WHAT YOU SHOULD DO = A bare number is the expected answer: the count of lines in the data holding "String".

START MATERIAL PROVIDED

//! V10 reader and writer. Directory offsets are relative to `data_offset`;
//! files are always stored uncompressed.

use std::fs;
use std::io::{Read, Seek, SeekFrom, Write};
use std::path::{Path, PathBuf};

use super::Directory;
use crate::binary::{read_name_field, read_u16, read_u32, read_u8, write_name_field, write_u16,
    write_u32, write_u8};
use crate::entry::FileEntry;
use crate::error::Result;
use crate::pending::PendingFile;

const NAME_LEN: usize = 256;
pub(crate) const ENTRY_LEN: usize = NAME_LEN + 4 * 4 + 4 + 4;
const HEADER_LEN: u32 = 20;

pub fn read<R: Read + Seek>(reader: &mut R) -> Result<Directory> {
    reader.seek(SeekFrom::Start(4))?; // past "LSPK"

    let version = read_u32(reader)?;
    let data_offset = u64::from(read_u32(reader)?);
    let _file_list_size = read_u32(reader)?;
    let _num_parts = read_u16(reader)?;
    let flags = read_u8(reader)?;
    let _priority = read_u8(reader)?;
    let num_files = read_u32(reader)?;

    reader.seek(SeekFrom::Start(4 + u64::from(HEADER_LEN)))?;

    let mut files = Vec::with_capacity(num_files as usize);
    for _ in 0..num_files {
        let name = read_name_field(reader, NAME_LEN)?;
        let relative_offset = u64::from(read_u32(reader)?);
        let size_on_disk = u64::from(read_u32(reader)?);
        let uncompressed_size = u64::from(read_u32(reader)?);
        let archive_part = read_u32(reader)?;
        let entry_flags = read_u32(reader)?;
        let _crc = read_u32(reader)?;

        files.push(FileEntry {
            name,
            offset: data_offset + relative_offset,
            size_on_disk,
            uncompressed_size,
            archive_part,
            flags: Some(entry_flags as u8),
        });
    }

    Ok(Directory {
        version,
        flags: u32::from(flags),
        files,
    })
}

/// Stream-oriented writer for the V10 layout. Every payload is stored
/// uncompressed; the `compress` flag from [`PendingFile`] is accepted by
/// [`WriterV10::add_file`]'s signature-compatible callers but ignored, to
/// match the rest of this crate's staging API.
pub struct WriterV10 {
    path: PathBuf,
    files: Vec<PendingFile>,
}

impl WriterV10 {
    #[must_use]
    pub fn new(path: impl Into<PathBuf>) -> Self {
        Self {
            path: path.into(),
            files: Vec::new(),
        }
    }

    pub fn add_file(&mut self, name: impl Into<String>, bytes: Vec<u8>) -> Result<()> {
        self.files.push(PendingFile::new(name, bytes, false)?);
        Ok(())
    }

    pub fn add_file_from_path(&mut self, name: impl Into<String>, fs_path: &Path) -> Result<()> {
        let bytes = fs::read(fs_path)?;
        self.add_file(name, bytes)
    }

    pub fn save(self) -> Result<()> {
        let mut out = fs::File::create(&self.path)?;

        let num_files = u32::try_from(self.files.len()).unwrap_or(u32::MAX);
        let data_offset = 4 + HEADER_LEN + num_files * ENTRY_LEN as u32;

        out.write_all(b"LSPK")?;
        write_u32(&mut out, 10)?; // version
        write_u32(&mut out, data_offset)?;
        let file_list_size = num_files * ENTRY_LEN as u32;
        write_u32(&mut out, file_list_size)?;
        write_u16(&mut out, 1)?; // num_parts
        write_u8(&mut out, 0)?; // flags
        write_u8(&mut out, 0)?; // priority
        write_u32(&mut out, num_files)?;

        let mut running_offset = 0u32;
        let mut directory_entries = Vec::with_capacity(self.files.len());
        for file in &self.files {
            let size = u32::try_from(file.bytes.len()).unwrap_or(u32::MAX);
            directory_entries.push((file.name.clone(), running_offset, size));
            running_offset += size;
        }

        for (name, offset, size) in &directory_entries {
            write_name_field(&mut out, name, NAME_LEN)?;
            write_u32(&mut out, *offset)?;
            write_u32(&mut out, *size)?;
            write_u32(&mut out, 0)?; // uncompressed_size sentinel: stored
            write_u32(&mut out, 0)?; // archive_part
            write_u32(&mut out, 0)?; // flags
            write_u32(&mut out, 0)?; // crc, unvalidated
        }

        for file in &self.files {
            out.write_all(&file.bytes)?;
        }

        Ok(())
    }
}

END MATERIAL PROVIDED

WORKED SOLUTION = 2